Of the 149 people who were injured, 33 sustained serious wounds, including 15 foreign nationals, CNN reported.

The deadly crowd surge happened as an estimated 100,000 people came out to celebrate Halloween in Itaewon, a party district in downtown Seoul popular with young people and foreigners. This year's festivities were the first Halloween celebrations to take place with loosened COVID preventive measures.

Videos posted on social media show a narrow alley tightly packed as the crowd is seen barely able to move. Footage after the surge shows chaos on the streets, with partygoers and medical personnel together performing CPR on people lying on the ground. Photographers then captured the bodies of people who had died from cardiac arrest lined up on the street, covered in sheets and blankets.

People lying on the ground as others kneel over them in front of a large vehicle

In the early hours of Sunday, as news about the tragedy reached them, families rushed to a nearby community center hoping to hear about their loved ones.

A couple who took a train to Seoul from Daejeon that morning told JoongAng Daily that their daughter's friends called to tell them that they saw her lying on the street and later being carried away.

"The last message I got from our daughter was, 'Dad, I’m going to Seoul for the first time in a long time.' She is 20 years old this year. I just hope she is alive," the father told JoongAng Daily.

It's unclear what caused the crowd surge. South Korean President Yoon Suk Yeol, who went to Itaewon to assess the scene Sunday, has called for an investigation.

Nuhyil Ahammed, 32, told the BBC that he was in the crowd and there was nothing anyone could do to escape or help others.

"I couldn't sleep last night," he told the BBC on Sunday. "I can still see people dying in front of me."

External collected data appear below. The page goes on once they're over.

//! Axum Handlers for the REST API
//!
//! This module contains the logic for handling HTTP requests for learner
//! sessions. It uses `utoipa` doc comments to generate OpenAPI documentation.

use axum::{
    extract::{Path, State},
    http::{StatusCode, header},
    response::{IntoResponse, Json, Response},
};
use chrono::Utc;
use partner_core::{
    Notice,
    engine::{Action, TransitionError, TurnEngine},
    session::SessionState,
    view::SessionView,
};
use std::sync::Arc;
use tracing::{error, info, warn};
use uuid::Uuid;

use crate::{
    audio::{self, AudioError},
    models::{
        ActionPayload, CreateSessionPayload, CredentialPayload, ErrorResponse, HealthResponse,
        SessionResponse, TranscriptionPayload, TranscriptionResponse,
    },
    state::AppState,
    store::SharedSession,
};

/// Shown while no API credential is configured.
pub const CREDENTIAL_GATE_MESSAGE: &str =
    "Please configure your OpenAI API key to start. Enter it via PUT /credential.";

#[derive(Debug)]
pub enum ApiError {
    BadRequest(String),
    NotFound(String),
    Conflict(String),
    CredentialMissing,
    InternalServerError(anyhow::Error),
}

impl IntoResponse for ApiError {
    fn into_response(self) -> Response {
        let (status, message) = match self {
            ApiError::BadRequest(message) => (StatusCode::BAD_REQUEST, message),
            ApiError::NotFound(message) => (StatusCode::NOT_FOUND, message),
            ApiError::Conflict(message) => (StatusCode::CONFLICT, message),
            ApiError::CredentialMissing => (
                StatusCode::SERVICE_UNAVAILABLE,
                CREDENTIAL_GATE_MESSAGE.to_string(),
            ),
            ApiError::InternalServerError(err) => {
                error!("Internal Server Error: {:?}", err);
                (
                    StatusCode::INTERNAL_SERVER_ERROR,
                    "An internal server error occurred.".to_string(),
                )
            }
        };
        (status, Json(ErrorResponse { message })).into_response()
    }
}

impl From<anyhow::Error> for ApiError {
    fn from(err: anyhow::Error) -> Self {
        Self::InternalServerError(err)
    }
}

impl From<TransitionError> for ApiError {
    fn from(err: TransitionError) -> Self {
        match err {
            TransitionError::UnknownScenario(_) => Self::NotFound(err.to_string()),
            _ => Self::Conflict(err.to_string()),
        }
    }
}

impl From<AudioError> for ApiError {
    fn from(err: AudioError) -> Self {
        Self::BadRequest(err.to_string())
    }
}

async fn require_engine(state: &AppState) -> Result<Arc<TurnEngine>, ApiError> {
    state.engine().await.ok_or(ApiError::CredentialMissing)
}

async fn find_session(state: &AppState, id: Uuid) -> Result<SharedSession, ApiError> {
    state
        .sessions
        .get(id)
        .await
        .ok_or_else(|| ApiError::NotFound(format!("Session with id '{}' not found", id)))
}

fn respond(id: Uuid, session: &SessionState, notices: Vec<Notice>) -> Json<SessionResponse> {
    Json(SessionResponse {
        id,
        view: SessionView::render(session),
        notices,
    })
}

/// Report liveness and whether the credential gate is open.
#[utoipa::path(
    get,
    path = "/health",
    responses(
        (status = 200, description = "Service is up", body = HealthResponse)
    )
)]
pub async fn health(State(state): State<Arc<AppState>>) -> Json<HealthResponse> {
    Json(HealthResponse {
        status: "ok",
        credential_configured: state.engine().await.is_some(),
        active_sessions: state.sessions.len().await,
    })
}

/// Supply the API credential at runtime, unlocking the service.
#[utoipa::path(
    put,
    path = "/credential",
    request_body = CredentialPayload,
    responses(
        (status = 204, description = "Credential installed"),
        (status = 400, description = "Empty key", body = ErrorResponse)
    )
)]
pub async fn put_credential(
    State(state): State<Arc<AppState>>,
    Json(payload): Json<CredentialPayload>,
) -> Result<StatusCode, ApiError> {
    let api_key = payload.api_key.trim();
    if api_key.is_empty() {
        return Err(ApiError::BadRequest("api_key must not be empty".to_string()));
    }
    state.install_credential(api_key).await;
    Ok(StatusCode::NO_CONTENT)
}

/// Start a new learner session.
#[utoipa::path(
    post,
    path = "/sessions",
    request_body = CreateSessionPayload,
    responses(
        (status = 201, description = "Session created successfully", body = SessionResponse),
        (status = 400, description = "Missing learner name", body = ErrorResponse),
        (status = 503, description = "No API credential configured", body = ErrorResponse)
    )
)]
pub async fn create_session(
    State(state): State<Arc<AppState>>,
    Json(payload): Json<CreateSessionPayload>,
) -> Result<(StatusCode, Json<SessionResponse>), ApiError> {
    let engine = require_engine(&state).await?;

    let mut session = SessionState::new();
    let notices = engine
        .advance(
            &mut session,
            Action::StartSession {
                name: payload.student_name,
            },
        )
        .await?;

    if session.student_name().is_none() {
        let message = notices
            .into_iter()
            .find_map(|notice| match notice {
                Notice::Warning { message } => Some(message),
                _ => None,
            })
            .unwrap_or_else(|| "student_name is required".to_string());
        return Err(ApiError::BadRequest(message));
    }

    let view = SessionView::render(&session);
    let id = state.sessions.insert(session).await;
    info!(session_id = %id, "Session created");

    Ok((
        StatusCode::CREATED,
        Json(SessionResponse { id, view, notices }),
    ))
}

/// Get the current view of a session.
#[utoipa::path(
    get,
    path = "/sessions/{id}",
    responses(
        (status = 200, description = "Session view", body = SessionResponse),
        (status = 404, description = "Session not found", body = ErrorResponse)
    ),
    params(
        ("id" = Uuid, Path, description = "Session ID")
    )
)]
pub async fn get_session(
    State(state): State<Arc<AppState>>,
    Path(id): Path<Uuid>,
) -> Result<Json<SessionResponse>, ApiError> {
    let shared = find_session(&state, id).await?;
    let session = shared.lock().await;
    Ok(respond(id, &session, Vec::new()))
}

/// Apply one learner action to a session.
///
/// A reset is applied even while no credential is configured.
#[utoipa::path(
    post,
    path = "/sessions/{id}/actions",
    request_body = ActionPayload,
    responses(
        (status = 200, description = "Action applied", body = SessionResponse),
        (status = 404, description = "Session or scenario not found", body = ErrorResponse),
        (status = 409, description = "Action not valid in the current stage", body = ErrorResponse),
        (status = 503, description = "No API credential configured", body = ErrorResponse)
    ),
    params(
        ("id" = Uuid, Path, description = "Session ID")
    )
)]
pub async fn post_action(
    State(state): State<Arc<AppState>>,
    Path(id): Path<Uuid>,
    Json(ActionPayload(action)): Json<ActionPayload>,
) -> Result<Json<SessionResponse>, ApiError> {
    let shared = find_session(&state, id).await?;
    if matches!(action, Action::Reset) {
        let mut session = shared.lock().await;
        return Ok(reset_in_place(id, &mut session));
    }

    let engine = require_engine(&state).await?;
    let mut session = shared.lock().await;

    let action_name = action.name();
    let notices = engine
        .advance(&mut session, action)
        .await
        .inspect_err(|e| {
            warn!(session_id = %id, action = action_name, error = %e, "Action rejected")
        })?;

    Ok(respond(id, &session, notices))
}

/// Transcribe a voice recording into the session's pending transcript.
#[utoipa::path(
    post,
    path = "/sessions/{id}/transcriptions",
    request_body = TranscriptionPayload,
    responses(
        (status = 200, description = "Transcription attempted", body = TranscriptionResponse),
        (status = 400, description = "Audio could not be decoded", body = ErrorResponse),
        (status = 404, description = "Session not found", body = ErrorResponse),
        (status = 409, description = "Session is not in a conversation", body = ErrorResponse),
        (status = 503, description = "No API credential configured", body = ErrorResponse)
    ),
    params(
        ("id" = Uuid, Path, description = "Session ID")
    )
)]
pub async fn post_transcription(
    State(state): State<Arc<AppState>>,
    Path(id): Path<Uuid>,
    Json(payload): Json<TranscriptionPayload>,
) -> Result<Json<TranscriptionResponse>, ApiError> {
    let engine = require_engine(&state).await?;
    let shared = find_session(&state, id).await?;
    let recording =
        audio::prepare_recording(&payload.audio_base64, payload.format, payload.sample_rate)?;

    let mut session = shared.lock().await;
    let transcription = engine.transcribe(&mut session, recording).await?;

    Ok(Json(TranscriptionResponse {
        text: transcription.text,
        notices: transcription.notices,
    }))
}

/// Download the session log as a JSON file.
#[utoipa::path(
    get,
    path = "/sessions/{id}/export",
    responses(
        (status = 200, description = "Session log", content_type = "application/json", body = String),
        (status = 404, description = "Session not found", body = ErrorResponse)
    ),
    params(
        ("id" = Uuid, Path, description = "Session ID")
    )
)]
pub async fn export_session(
    State(state): State<Arc<AppState>>,
    Path(id): Path<Uuid>,
) -> Result<impl IntoResponse, ApiError> {
    let shared = find_session(&state, id).await?;
    let session = shared.lock().await;

    let body = session
        .export()
        .to_json_pretty()
        .map_err(anyhow::Error::from)?;
    let file_name = session.export_file_name(Utc::now());

    Ok((
        [
            (header::CONTENT_TYPE, "application/json".to_string()),
            (
                header::CONTENT_DISPOSITION,
                format!("attachment; filename=\"{file_name}\""),
            ),
        ],
        body,
    ))
}

/// Reset a session to its start-of-session defaults.
#[utoipa::path(
    post,
    path = "/sessions/{id}/reset",
    responses(
        (status = 200, description = "Session reset", body = SessionResponse),
        (status = 404, description = "Session not found", body = ErrorResponse)
    ),
    params(
        ("id" = Uuid, Path, description = "Session ID")
    )
)]
pub async fn reset_session(
    State(state): State<Arc<AppState>>,
    Path(id): Path<Uuid>,
) -> Result<Json<SessionResponse>, ApiError> {
    let shared = find_session(&state, id).await?;
    let mut session = shared.lock().await;
    Ok(reset_in_place(id, &mut session))
}

fn reset_in_place(id: Uuid, session: &mut SessionState) -> Json<SessionResponse> {
    session.reset();
    info!(session_id = %id, "Session reset");
    respond(id, session, Vec::new())
}

/// Discard a session and its log.
#[utoipa::path(
    delete,
    path = "/sessions/{id}",
    responses(
        (status = 204, description = "Session deleted"),
        (status = 404, description = "Session not found", body = ErrorResponse)
    ),
    params(
        ("id" = Uuid, Path, description = "Session ID")
    )
)]
pub async fn delete_session(
    State(state): State<Arc<AppState>>,
    Path(id): Path<Uuid>,
) -> Result<StatusCode, ApiError> {
    state
        .sessions
        .remove(id)
        .await
        .ok_or_else(|| ApiError::NotFound(format!("Session with id '{}' not found", id)))?;
    info!(session_id = %id, "Session deleted");
    Ok(StatusCode::NO_CONTENT)
}
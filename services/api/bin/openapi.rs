//! Writes the API's OpenAPI document to disk, by default `openapi.json`.

use anyhow::Context;
use partner_api::router::openapi_json;
use std::path::PathBuf;

fn main() -> anyhow::Result<()> {
    let path = std::env::args_os()
        .nth(1)
        .map(PathBuf::from)
        .unwrap_or_else(|| PathBuf::from("openapi.json"));

    let json = openapi_json().context("failed to render the OpenAPI document")?;
    std::fs::write(&path, json)
        .with_context(|| format!("failed to write {}", path.display()))?;

    println!("OpenAPI document written to {}", path.display());
    Ok(())
}
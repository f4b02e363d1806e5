//! Static Content Store
//!
//! Example dialogues, register-tagged corpus utterances, debate topics and
//! role-play scenarios. Everything here is immutable reference data; the
//! session only ever stores scenario ids and looks the records up again.

use serde::{Deserialize, Serialize};
use std::fmt;

/// The formality/directness level a relationship calls for.
#[derive(Debug, Clone, Copy, PartialEq, Eq, Hash, Serialize, Deserialize)]
#[serde(rename_all = "snake_case")]
pub enum Register {
    HighPower,
    LowPower,
}

impl fmt::Display for Register {
    fn fmt(&self, f: &mut fmt::Formatter<'_>) -> fmt::Result {
        match self {
            Register::HighPower => write!(f, "high_power"),
            Register::LowPower => write!(f, "low_power"),
        }
    }
}

/// Power distance between the learner and the simulated partner.
#[derive(Debug, Clone, Copy, PartialEq, Eq, Serialize, Deserialize)]
#[serde(rename_all = "lowercase")]
pub enum Power {
    High,
    Low,
}

/// Whether the partner is an equal or someone with authority over the learner.
#[derive(Debug, Clone, Copy, PartialEq, Eq, Serialize, Deserialize)]
#[serde(rename_all = "lowercase")]
pub enum RelationshipKind {
    Peer,
    Authority,
}

/// Flavour label for the relationship. Only the [`RelationshipKind`] changes behaviour.
#[derive(Debug, Clone, Copy, PartialEq, Eq, Serialize, Deserialize)]
#[serde(rename_all = "kebab-case")]
pub enum Relationship {
    Friends,
    Classmates,
    BossEmployee,
}

impl Relationship {
    pub fn kind(self) -> RelationshipKind {
        match self {
            Relationship::Friends | Relationship::Classmates => RelationshipKind::Peer,
            Relationship::BossEmployee => RelationshipKind::Authority,
        }
    }

    /// Corpus register matching this relationship. Authority pairs with
    /// `high_power`, peers with `low_power`.
    pub fn register(self) -> Register {
        match self.kind() {
            RelationshipKind::Authority => Register::HighPower,
            RelationshipKind::Peer => Register::LowPower,
        }
    }

    /// Who the partner is, as the learner would say it.
    pub fn partner_label(self) -> &'static str {
        match self {
            Relationship::Friends => "friend",
            Relationship::Classmates => "classmate",
            Relationship::BossEmployee => "boss",
        }
    }
}

impl fmt::Display for Relationship {
    fn fmt(&self, f: &mut fmt::Formatter<'_>) -> fmt::Result {
        match self {
            Relationship::Friends => write!(f, "friends"),
            Relationship::Classmates => write!(f, "classmates"),
            Relationship::BossEmployee => write!(f, "boss-employee"),
        }
    }
}

/// Which practice activity a scenario belongs to.
#[derive(Debug, Clone, Copy, PartialEq, Eq, Serialize, Deserialize)]
#[serde(rename_all = "snake_case")]
pub enum ScenarioKind {
    Debate,
    RolePlay,
}

/// A debate topic or role-play scenario. Both run through the same chat loop.
#[derive(Debug, Clone, PartialEq, Serialize)]
pub struct Scenario {
    pub id: &'static str,
    pub kind: ScenarioKind,
    pub title: &'static str,
    /// Label passed to the partner as the current topic.
    pub topic: &'static str,
    pub power: Power,
    pub relationship: Relationship,
    /// The partner's stance (debates) or the situation description (role-plays).
    pub premise: &'static str,
    /// What the learner is asked to play, if anything beyond "yourself".
    pub learner_role: Option<&'static str>,
    pub opening_line: &'static str,
    pub register: Register,
}

/// One line of an annotated example dialogue.
#[derive(Debug, Clone, PartialEq, Serialize)]
pub struct DialogueLine {
    pub speaker: &'static str,
    pub text: &'static str,
}

/// An example dialogue read during the noticing activity.
#[derive(Debug, Clone, PartialEq, Serialize)]
pub struct Dialogue {
    pub id: &'static str,
    pub title: &'static str,
    pub context: &'static str,
    pub power: Power,
    pub lines: &'static [DialogueLine],
    pub questions: &'static [&'static str],
}

const HIGH_POWER_EXAMPLES: &[&str] = &[
    "I can see their point. It is sometimes annoying. But I don't agree that they should be banned.",
    "I can understand your opinion erm but I was still wondering...",
    "I agree with this point but don't you think maybe the fact that times are changing is a good thing?",
    "I understand his situation but I'm not sure if I should do it",
];

const LOW_POWER_EXAMPLES: &[&str] = &[
    "Yeah but there are some disadvantages like er...",
    "yeah I agree but I still the problem is that...",
    "Well I agree but maybe we can develop more jobs",
    "Yes but if people are going to live over a hundred and they're probably going to retire later...",
];

/// Returns up to `limit` corpus utterances for one register, in corpus order.
///
/// Registers are never mixed: the result only ever contains utterances
/// tagged with `register`.
pub fn examples(register: Register, limit: usize) -> Vec<&'static str> {
    let pool = match register {
        Register::HighPower => HIGH_POWER_EXAMPLES,
        Register::LowPower => LOW_POWER_EXAMPLES,
    };
    pool.iter().take(limit).copied().collect()
}

pub static DIALOGUES: &[Dialogue] = &[
    Dialogue {
        id: "mobile_phones",
        title: "Mobile Phones on Trains",
        context: "Eden (boss) and Tiara (employee) are talking",
        power: Power::High,
        lines: &[
            DialogueLine {
                speaker: "Eden",
                text: "Do you think that mobile phones should be banned on trains? Should they be forbidden?",
            },
            DialogueLine {
                speaker: "Tiara",
                text: "Because people speak too loudly?",
            },
            DialogueLine {
                speaker: "Eden",
                text: "Yes. Some people find that very annoying.",
            },
            DialogueLine {
                speaker: "Tiara",
                text: "I can see their point. It is sometimes annoying. But I don't agree that they should be banned.",
            },
        ],
        questions: &[
            "Does Tiara agree or disagree with Eden?",
            "What words does Tiara use to disagree?",
            "Is Tiara polite or rude?",
        ],
    },
    Dialogue {
        id: "life_expectancy",
        title: "Life Expectancy",
        context: "Linda and Semih are friends discussing how long people will live",
        power: Power::Low,
        lines: &[
            DialogueLine {
                speaker: "Linda",
                text: "Scientists say people will live over 100 years. I'm not convinced this is good.",
            },
            DialogueLine {
                speaker: "Semih",
                text: "Why aren't you keen on people living over 100?",
            },
            DialogueLine {
                speaker: "Linda",
                text: "When you look at 100-year-old people, they're not in excellent physical condition.",
            },
            DialogueLine {
                speaker: "Semih",
                text: "Well I agree but medicines and scientific research has been progressing. Maybe there are some kind of medicines in the future which can help.",
            },
            DialogueLine {
                speaker: "Linda",
                text: "Yes but if people live over 100 and retire later, then young people can't find jobs because older people keep working.",
            },
            DialogueLine {
                speaker: "Semih",
                text: "Well I agree but maybe we can develop more jobs...",
            },
        ],
        questions: &[
            "Do Linda and Semih agree or disagree?",
            "What words do they use to disagree?",
            "How is this conversation different from the first one?",
        ],
    },
];

/// Comparison questions shown with the Activity 1 summary examples.
pub static SUMMARY_QUESTIONS: &[&str] = &[
    "What do you notice that's the same in all these examples?",
    "What do you notice that's different between friends vs. boss/employee?",
    "Which examples are longer? Which are shorter?",
    "When would you use each style?",
];

pub static DEBATE_TOPICS: &[Scenario] = &[
    Scenario {
        id: "social_media",
        kind: ScenarioKind::Debate,
        title: "Social Media",
        topic: "Social Media",
        power: Power::Low,
        relationship: Relationship::Friends,
        premise: "Social media is helpful",
        learner_role: None,
        opening_line: "Hey! So you think social media is harmful? Yeah, I know it can cause some problems, but I think it really helps people stay connected with friends and family.",
        register: Register::LowPower,
    },
    Scenario {
        id: "homework",
        kind: ScenarioKind::Debate,
        title: "Homework",
        topic: "Homework",
        power: Power::Low,
        relationship: Relationship::Classmates,
        premise: "Homework is necessary",
        learner_role: None,
        opening_line: "Alright, homework debate! I agree it can be boring, but I think it's really important for learning. Don't you think practice helps?",
        register: Register::LowPower,
    },
    Scenario {
        id: "dress_code",
        kind: ScenarioKind::Debate,
        title: "Workplace Dress Code",
        topic: "Workplace Dress Code",
        power: Power::High,
        relationship: Relationship::BossEmployee,
        premise: "Professional dress code is necessary",
        learner_role: None,
        opening_line: "I understand you have concerns about the dress code policy. However, I believe maintaining professional attire is important for our company image and client relationships. Could you share your perspective on this?",
        register: Register::HighPower,
    },
    Scenario {
        id: "remote_work",
        kind: ScenarioKind::Debate,
        title: "Remote Work Policy",
        topic: "Remote Work Policy",
        power: Power::High,
        relationship: Relationship::BossEmployee,
        premise: "Office presence is important",
        learner_role: None,
        opening_line: "I can see why remote work appeals to many employees. However, I'm concerned about team collaboration and company culture. Perhaps we could discuss a balanced approach that addresses both needs?",
        register: Register::HighPower,
    },
];

/// The role-play whose completion closes Activity 3.
pub const FINAL_ROLE_PLAY: &str = "boss_schedule";

pub static ROLE_PLAY_SCENARIOS: &[Scenario] = &[
    Scenario {
        id: "friend_phone",
        kind: ScenarioKind::RolePlay,
        title: "Scenario 1: Disagreeing with a friend",
        topic: "phone usage and health",
        power: Power::Low,
        relationship: Relationship::Friends,
        premise: "Your friend thinks using a phone all day is okay. You think it's bad for health.",
        learner_role: Some("You are talking to your friend"),
        opening_line: "I don't think using my phone all day is bad. It's fun! I can play games and talk to my friends all the time.",
        register: Register::LowPower,
    },
    Scenario {
        id: "boss_schedule",
        kind: ScenarioKind::RolePlay,
        title: "Scenario 2: Negotiating with your boss",
        topic: "late shift schedule vs school",
        power: Power::High,
        relationship: Relationship::BossEmployee,
        premise: "Your boss says everyone must work late shifts. You have school in the morning and can't stay late.",
        learner_role: Some("You are an employee"),
        opening_line: "I've reviewed the schedules, and I've decided that all employees need to work late shifts from now on. It's better for business, and I expect everyone to cooperate. This starts next week.",
        register: Register::HighPower,
    },
];

/// Looks up a debate topic or role-play scenario by id.
pub fn find_scenario(id: &str) -> Option<&'static Scenario> {
    DEBATE_TOPICS
        .iter()
        .chain(ROLE_PLAY_SCENARIOS.iter())
        .find(|s| s.id == id)
}

/// Looks up an example dialogue by id.
pub fn find_dialogue(id: &str) -> Option<&'static Dialogue> {
    DIALOGUES.iter().find(|d| d.id == id)
}

#[cfg(test)]
mod tests {
    use super::*;

    #[test]
    fn examples_never_mix_registers() {
        let high = examples(Register::HighPower, 4);
        let low = examples(Register::LowPower, 4);

        assert_eq!(high.len(), 4);
        assert_eq!(low.len(), 4);
        assert!(high.iter().all(|e| HIGH_POWER_EXAMPLES.contains(e)));
        assert!(low.iter().all(|e| LOW_POWER_EXAMPLES.contains(e)));
        assert!(high.iter().all(|e| !low.contains(e)));
    }

    #[test]
    fn final_role_play_is_the_last_scenario() {
        let last = ROLE_PLAY_SCENARIOS.last().unwrap();
        assert_eq!(last.id, FINAL_ROLE_PLAY);
        assert_eq!(find_scenario(FINAL_ROLE_PLAY).unwrap().kind, ScenarioKind::RolePlay);
    }

    #[test]
    fn examples_respect_limit() {
        assert_eq!(examples(Register::LowPower, 3).len(), 3);
        assert_eq!(examples(Register::LowPower, 10).len(), 4);
        assert!(examples(Register::HighPower, 0).is_empty());
    }

    #[test]
    fn scenario_register_follows_relationship() {
        for scenario in DEBATE_TOPICS.iter().chain(ROLE_PLAY_SCENARIOS.iter()) {
            assert_eq!(
                scenario.register,
                scenario.relationship.register(),
                "register mismatch for {}",
                scenario.id
            );
            let expected_power = match scenario.relationship.kind() {
                RelationshipKind::Authority => Power::High,
                RelationshipKind::Peer => Power::Low,
            };
            assert_eq!(scenario.power, expected_power);
        }
    }

    #[test]
    fn find_scenario_covers_both_tables() {
        assert_eq!(
            find_scenario("homework").map(|s| s.kind),
            Some(ScenarioKind::Debate)
        );
        assert_eq!(
            find_scenario("boss_schedule").map(|s| s.kind),
            Some(ScenarioKind::RolePlay)
        );
        assert!(find_scenario("karaoke").is_none());
    }

    #[test]
    fn scenario_ids_are_unique() {
        let mut ids: Vec<_> = DEBATE_TOPICS
            .iter()
            .chain(ROLE_PLAY_SCENARIOS.iter())
            .map(|s| s.id)
            .collect();
        ids.sort_unstable();
        ids.dedup();
        assert_eq!(ids.len(), DEBATE_TOPICS.len() + ROLE_PLAY_SCENARIOS.len());
    }

    #[test]
    fn relationship_serializes_with_original_labels() {
        assert_eq!(
            serde_json::to_string(&Relationship::BossEmployee).unwrap(),
            "\"boss-employee\""
        );
        assert_eq!(
            serde_json::to_string(&Register::LowPower).unwrap(),
            "\"low_power\""
        );
        assert_eq!(Relationship::Classmates.to_string(), "classmates");
    }
}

A police line across a narrow street with debris on the ground

President Yoon has declared a national mourning period through Nov. 5. World leaders expressed their condolences, and concerts and music releases have been postponed.

The tragedy is the deadliest that South Korea has seen in peacetime since a ferry accident in 2014 killed more than 300 people, most of them high school students.